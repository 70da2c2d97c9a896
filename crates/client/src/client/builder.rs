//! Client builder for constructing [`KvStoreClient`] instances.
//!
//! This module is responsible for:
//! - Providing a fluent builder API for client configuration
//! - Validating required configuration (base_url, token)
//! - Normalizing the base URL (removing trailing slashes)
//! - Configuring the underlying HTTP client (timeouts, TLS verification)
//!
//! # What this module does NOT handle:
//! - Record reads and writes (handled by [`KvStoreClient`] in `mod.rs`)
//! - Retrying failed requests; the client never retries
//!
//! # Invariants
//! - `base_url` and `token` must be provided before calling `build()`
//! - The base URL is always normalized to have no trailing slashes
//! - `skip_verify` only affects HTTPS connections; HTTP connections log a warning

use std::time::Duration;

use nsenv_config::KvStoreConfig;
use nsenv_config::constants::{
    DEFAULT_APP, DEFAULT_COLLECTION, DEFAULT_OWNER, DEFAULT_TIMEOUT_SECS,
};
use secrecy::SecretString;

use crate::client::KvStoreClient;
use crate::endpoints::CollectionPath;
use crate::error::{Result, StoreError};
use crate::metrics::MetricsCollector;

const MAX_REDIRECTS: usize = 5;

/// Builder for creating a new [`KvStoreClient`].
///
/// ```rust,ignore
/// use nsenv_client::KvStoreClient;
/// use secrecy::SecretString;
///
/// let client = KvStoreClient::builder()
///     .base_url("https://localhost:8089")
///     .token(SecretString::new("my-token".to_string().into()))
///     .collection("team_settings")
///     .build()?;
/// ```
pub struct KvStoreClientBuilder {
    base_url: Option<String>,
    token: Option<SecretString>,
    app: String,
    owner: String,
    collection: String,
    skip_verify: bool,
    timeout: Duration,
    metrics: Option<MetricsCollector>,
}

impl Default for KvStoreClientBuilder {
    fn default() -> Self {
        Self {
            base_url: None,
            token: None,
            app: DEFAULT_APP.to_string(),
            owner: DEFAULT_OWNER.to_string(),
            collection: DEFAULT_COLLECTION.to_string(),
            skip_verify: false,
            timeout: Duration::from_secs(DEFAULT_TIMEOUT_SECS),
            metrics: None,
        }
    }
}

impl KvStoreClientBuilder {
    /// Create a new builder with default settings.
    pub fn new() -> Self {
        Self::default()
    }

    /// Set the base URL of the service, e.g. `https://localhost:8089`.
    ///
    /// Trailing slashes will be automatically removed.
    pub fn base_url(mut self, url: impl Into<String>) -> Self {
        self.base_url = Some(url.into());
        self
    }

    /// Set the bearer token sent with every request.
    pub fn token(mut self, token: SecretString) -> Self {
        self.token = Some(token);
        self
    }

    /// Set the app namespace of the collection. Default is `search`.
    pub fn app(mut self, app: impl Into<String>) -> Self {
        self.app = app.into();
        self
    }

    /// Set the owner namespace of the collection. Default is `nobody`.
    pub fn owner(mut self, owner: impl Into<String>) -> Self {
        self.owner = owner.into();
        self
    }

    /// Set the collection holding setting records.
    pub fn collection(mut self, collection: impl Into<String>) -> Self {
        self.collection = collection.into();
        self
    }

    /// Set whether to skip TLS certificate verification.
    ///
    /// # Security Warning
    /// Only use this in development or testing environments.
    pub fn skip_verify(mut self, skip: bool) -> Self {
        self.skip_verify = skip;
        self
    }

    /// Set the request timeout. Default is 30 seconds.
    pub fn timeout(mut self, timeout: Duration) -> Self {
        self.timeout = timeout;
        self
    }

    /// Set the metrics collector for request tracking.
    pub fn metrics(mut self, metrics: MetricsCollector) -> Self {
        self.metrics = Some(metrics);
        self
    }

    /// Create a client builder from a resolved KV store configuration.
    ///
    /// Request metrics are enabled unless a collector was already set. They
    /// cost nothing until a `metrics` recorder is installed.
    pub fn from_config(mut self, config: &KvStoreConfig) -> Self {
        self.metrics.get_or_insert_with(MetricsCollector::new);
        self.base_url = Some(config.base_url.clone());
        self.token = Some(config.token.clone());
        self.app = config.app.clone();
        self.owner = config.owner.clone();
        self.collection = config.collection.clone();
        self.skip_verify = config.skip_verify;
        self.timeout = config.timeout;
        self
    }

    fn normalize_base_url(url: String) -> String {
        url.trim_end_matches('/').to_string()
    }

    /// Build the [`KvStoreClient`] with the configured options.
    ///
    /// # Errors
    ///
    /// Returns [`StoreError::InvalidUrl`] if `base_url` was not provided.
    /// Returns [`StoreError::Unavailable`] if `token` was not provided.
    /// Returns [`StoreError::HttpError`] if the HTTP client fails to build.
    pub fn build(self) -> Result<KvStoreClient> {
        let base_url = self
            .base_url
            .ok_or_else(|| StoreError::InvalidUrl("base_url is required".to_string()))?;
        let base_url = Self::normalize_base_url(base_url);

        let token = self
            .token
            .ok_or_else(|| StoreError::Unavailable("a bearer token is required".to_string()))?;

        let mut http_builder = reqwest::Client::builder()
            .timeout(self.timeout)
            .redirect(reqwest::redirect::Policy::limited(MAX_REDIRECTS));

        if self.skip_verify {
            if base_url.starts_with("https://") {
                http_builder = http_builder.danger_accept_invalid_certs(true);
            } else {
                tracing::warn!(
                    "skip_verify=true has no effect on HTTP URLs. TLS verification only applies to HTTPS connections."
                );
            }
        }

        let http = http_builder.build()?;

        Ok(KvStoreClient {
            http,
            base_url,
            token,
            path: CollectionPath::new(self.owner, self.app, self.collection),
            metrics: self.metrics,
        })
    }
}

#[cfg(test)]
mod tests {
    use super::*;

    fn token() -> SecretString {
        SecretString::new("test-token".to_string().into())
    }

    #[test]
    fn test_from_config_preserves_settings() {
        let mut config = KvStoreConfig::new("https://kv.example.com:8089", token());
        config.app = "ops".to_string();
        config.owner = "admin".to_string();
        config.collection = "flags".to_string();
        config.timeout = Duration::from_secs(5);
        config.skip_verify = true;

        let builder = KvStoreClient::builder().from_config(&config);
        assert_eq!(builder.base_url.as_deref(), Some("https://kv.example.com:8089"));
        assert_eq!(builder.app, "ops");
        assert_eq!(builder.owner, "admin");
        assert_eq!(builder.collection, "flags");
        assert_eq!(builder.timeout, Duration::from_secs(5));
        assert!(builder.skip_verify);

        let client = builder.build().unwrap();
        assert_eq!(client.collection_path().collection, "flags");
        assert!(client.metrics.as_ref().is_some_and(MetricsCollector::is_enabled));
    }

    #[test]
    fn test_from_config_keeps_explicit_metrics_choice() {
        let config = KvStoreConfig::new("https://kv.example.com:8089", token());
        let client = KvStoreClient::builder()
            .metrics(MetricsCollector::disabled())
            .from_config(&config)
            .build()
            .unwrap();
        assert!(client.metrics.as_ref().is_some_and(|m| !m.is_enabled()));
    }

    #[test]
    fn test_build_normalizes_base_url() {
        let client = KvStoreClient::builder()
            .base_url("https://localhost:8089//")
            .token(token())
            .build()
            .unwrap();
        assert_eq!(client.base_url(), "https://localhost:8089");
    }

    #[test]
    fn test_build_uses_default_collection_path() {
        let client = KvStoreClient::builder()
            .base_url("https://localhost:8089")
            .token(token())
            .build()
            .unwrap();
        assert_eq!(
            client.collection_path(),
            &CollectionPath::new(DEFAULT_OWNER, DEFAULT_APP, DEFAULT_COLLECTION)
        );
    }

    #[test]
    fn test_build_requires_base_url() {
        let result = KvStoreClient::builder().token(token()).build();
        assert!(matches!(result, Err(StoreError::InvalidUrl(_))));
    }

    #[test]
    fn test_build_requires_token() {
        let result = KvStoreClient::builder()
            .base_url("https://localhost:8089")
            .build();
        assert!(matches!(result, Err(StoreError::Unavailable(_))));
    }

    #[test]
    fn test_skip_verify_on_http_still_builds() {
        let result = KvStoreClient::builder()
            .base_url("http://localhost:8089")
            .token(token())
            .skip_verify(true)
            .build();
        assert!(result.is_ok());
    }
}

════

Go through the entries and return each line where the word "Returns" occurs.

- [RESPONSE TO THIS TASK]
    /// Returns [`StoreError::InvalidUrl`] if `base_url` was not provided.
    /// Returns [`StoreError::Unavailable`] if `token` was not provided.
    /// Returns [`StoreError::HttpError`] if the HTTP client fails to build.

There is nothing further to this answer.